Rebecca challenges recruiters, not to reduce rigour but to design assessment more intelligently. She argues for better, more pointed assessment that helps organisations judge fit earlier, rather than “processes that keep getting bigger and bigger.”
That’s a useful provocation for TA leaders:
- Does every stage of your process earn its place?
- Does every task genuinely inform decision-making?
- Does every interaction help both sides understand fit?
If not, your recruitment risks selecting for endurance and availability, not leadership potential.
High-quality feedback keeps women in the leadership pipeline
In senior recruitment organisations can be uncomfortable giving direct, specific feedback. Sometimes they “vanilla it” because they’re worried about saying the wrong thing or creating risk.
But vague feedback (or even ghosting) can be damaging longer-term. If a candidate’s told only that they weren’t quite right, they’ll probably fill in the gaps themselves – often retreating to those narratives: ‘I wasn’t senior enough’; ‘I wasn’t ready enough’.
Rebecca argues that candidates need high-quality feedback that’s specific enough to be useful, to help candidates build capability and confidence to stay in leadership pipelines.
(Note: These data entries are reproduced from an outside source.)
//! Binary linear codes and the (2,2)-Generalized Bicycle code of a triplet.

use crate::arith::gcd;
use crate::enumerate::Triplet;
use serde::{Deserialize, Serialize};

/// Dense matrix over GF(2), row-major.
#[derive(Debug, Clone, PartialEq, Eq)]
pub struct BinaryMatrix {
    rows: usize,
    cols: usize,
    data: Vec<Vec<u8>>,
}

impl BinaryMatrix {
    pub fn zeros(rows: usize, cols: usize) -> Self {
        BinaryMatrix {
            rows,
            cols,
            data: vec![vec![0; cols]; rows],
        }
    }

    /// Builds from rows; every entry is reduced mod 2.
    pub fn from_rows(data: Vec<Vec<u8>>) -> Self {
        let rows = data.len();
        let cols = data.first().map_or(0, Vec::len);
        let data = data
            .into_iter()
            .map(|row| {
                debug_assert_eq!(row.len(), cols, "ragged rows");
                row.into_iter().map(|x| x & 1).collect()
            })
            .collect();
        BinaryMatrix { rows, cols, data }
    }

    pub fn rows(&self) -> usize {
        self.rows
    }

    pub fn cols(&self) -> usize {
        self.cols
    }

    pub fn get(&self, r: usize, c: usize) -> u8 {
        self.data[r][c]
    }

    pub fn set(&mut self, r: usize, c: usize, value: u8) {
        self.data[r][c] = value & 1;
    }

    pub fn flip(&mut self, r: usize, c: usize) {
        self.data[r][c] ^= 1;
    }

    pub fn row(&self, r: usize) -> &[u8] {
        &self.data[r]
    }

    /// Rank over GF(2) by Gaussian elimination.
    pub fn rank(&self) -> usize {
        let mut m = self.data.clone();
        let mut rank = 0;
        for c in 0..self.cols {
            let Some(pivot) = (rank..self.rows).find(|&r| m[r][c] == 1) else {
                continue;
            };
            m.swap(rank, pivot);
            let pivot_row = m[rank].clone();
            for (r, row) in m.iter_mut().enumerate() {
                if r != rank && row[c] == 1 {
                    for k in c..self.cols {
                        row[k] ^= pivot_row[k];
                    }
                }
            }
            rank += 1;
            if rank == self.rows {
                break;
            }
        }
        rank
    }
}

/// Binary linear code spanned by the rows of a generator matrix.
#[derive(Debug, Clone)]
pub struct LinearCode {
    generator: BinaryMatrix,
    dimension: usize,
}

impl LinearCode {
    pub fn from_generator(generator: BinaryMatrix) -> Self {
        let dimension = generator.rank();
        LinearCode {
            generator,
            dimension,
        }
    }

    pub fn length(&self) -> usize {
        self.generator.cols()
    }

    /// Rank of the generator; rows need not be independent.
    pub fn dimension(&self) -> usize {
        self.dimension
    }

    pub fn generator(&self) -> &BinaryMatrix {
        &self.generator
    }
}

/// GB code with `A = 1 + X^a`, `B = 1 + X^b` circulant over Z/nZ.
#[derive(Debug, Clone, Copy, PartialEq, Eq, Serialize, Deserialize)]
pub struct GbCode {
    pub n: usize,
    pub a: usize,
    pub b: usize,
}

impl From<Triplet> for GbCode {
    fn from(t: Triplet) -> Self {
        GbCode { n: t.n, a: t.a, b: t.b }
    }
}

impl GbCode {
    pub fn physical_qubits(&self) -> usize {
        2 * self.n
    }

    /// `k = 2 deg gcd(1+x^a, 1+x^b, 1+x^n) = 2 gcd(a, b, n)`.
    pub fn logical_qubits(&self) -> usize {
        2 * gcd(gcd(self.a, self.b), self.n)
    }

    /// Circulant of `1 + X^shift`; entries cancel when `shift ≡ 0`.
    pub fn circulant(n: usize, shift: usize) -> BinaryMatrix {
        let mut m = BinaryMatrix::zeros(n, n);
        for i in 0..n {
            m.flip(i, i);
            m.flip(i, (i + shift) % n);
        }
        m
    }

    /// `H_X = [A | B]`.
    pub fn check_matrix(&self) -> BinaryMatrix {
        let a = Self::circulant(self.n, self.a);
        let b = Self::circulant(self.n, self.b);
        let rows = (0..self.n)
            .map(|r| a.row(r).iter().chain(b.row(r)).copied().collect())
            .collect();
        BinaryMatrix::from_rows(rows)
    }
}

#[cfg(test)]
mod tests {
    use super::*;

    #[test]
    fn rank_over_gf2() {
        let m = BinaryMatrix::from_rows(vec![vec![1, 1, 0], vec![0, 1, 1], vec![1, 0, 1]]);
        // third row is the sum of the first two
        assert_eq!(m.rank(), 2);
        assert_eq!(BinaryMatrix::zeros(3, 4).rank(), 0);
        let id = BinaryMatrix::from_rows(vec![vec![1, 0], vec![0, 3]]);
        assert_eq!(id.rank(), 2);
    }

    #[test]
    fn repetition_code() {
        let generator = BinaryMatrix::from_rows(vec![vec![1; 5], vec![1; 5]]);
        let code = LinearCode::from_generator(generator.clone());
        assert_eq!(code.length(), 5);
        assert_eq!(code.dimension(), 1);
        // dependent rows are kept as given
        assert_eq!(code.generator(), &generator);
        assert_eq!(code.generator().rows(), 2);
    }

    #[test]
    fn zero_shift_circulant_vanishes() {
        assert_eq!(GbCode::circulant(4, 0), BinaryMatrix::zeros(4, 4));
        assert_eq!(GbCode::circulant(4, 1).rank(), 3);
    }

    #[test]
    fn logical_qubits_match_check_matrix_rank() {
        for n in 3..20 {
            for a in 1..n {
                for b in a + 1..n {
                    let code = GbCode { n, a, b };
                    let rank = code.check_matrix().rank();
                    assert_eq!(code.logical_qubits(), 2 * (n - rank), "n={n} a={a} b={b}");
                }
            }
        }
    }

    #[test]
    fn known_parameters() {
        let code = GbCode { n: 12, a: 4, b: 8 };
        assert_eq!(code.physical_qubits(), 24);
        assert_eq!(code.logical_qubits(), 8);
        assert_eq!(GbCode::from(Triplet { n: 7, a: 1, b: 3 }).logical_qubits(), 2);
    }
}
Build your female leadership pipeline early
Senior leadership diversity doesn’t start with senior leadership recruitment. By the time you’re appointing a chief executive, director or senior leader, much of the pipeline’s already been shaped.
Who saw the sector as relevant? Who joined? Who stayed? Who understood how to progress? Who felt they belonged? Who was supported through the early stages of their career?
If we want to attract more women into senior leadership positions, we need to attract more women and keep them here.
- If young women don’t see a sector as relevant, purposeful or accessible to start their career, we’re losing our in-funnel.
- If they enter but find the workplace confusing or unsupported, they’re less likely to stay.
- If they stay but can’t see progression routes, they’re less likely to grow towards leadership.
People don’t suddenly become ready for senior leadership the moment a director role opens. They build readiness through years of positive reinforcement, visible routes, useful feedback, manageable transitions and support that helps them keep moving.
If organisations want diverse senior shortlists in the future, they need to invest in the earlier moments that make those shortlists possible.
The real question: where are you losing women?
This episode of The View shows that the number of women in senior leadership needs more than fair selection at the end of the process.
Organisations need to understand the bigger picture, to know where they’re losing women before that point.
- Are women seeing the opportunity?
- Are they entering the sector?
- Are they staying long enough to progress?
- Are they being encouraged to step up?
- Do senior roles feel compatible with real life?
- Are your recruitment processes proportionate?
- Does feedback help them try again?
- Are early-career women being supported into long-term progression?
If you want more women in senior leadership, you need to remove the hidden friction that stops women moving forward at every stage, from early attraction to onboarding, progression to executive assessment, rejection to future readiness.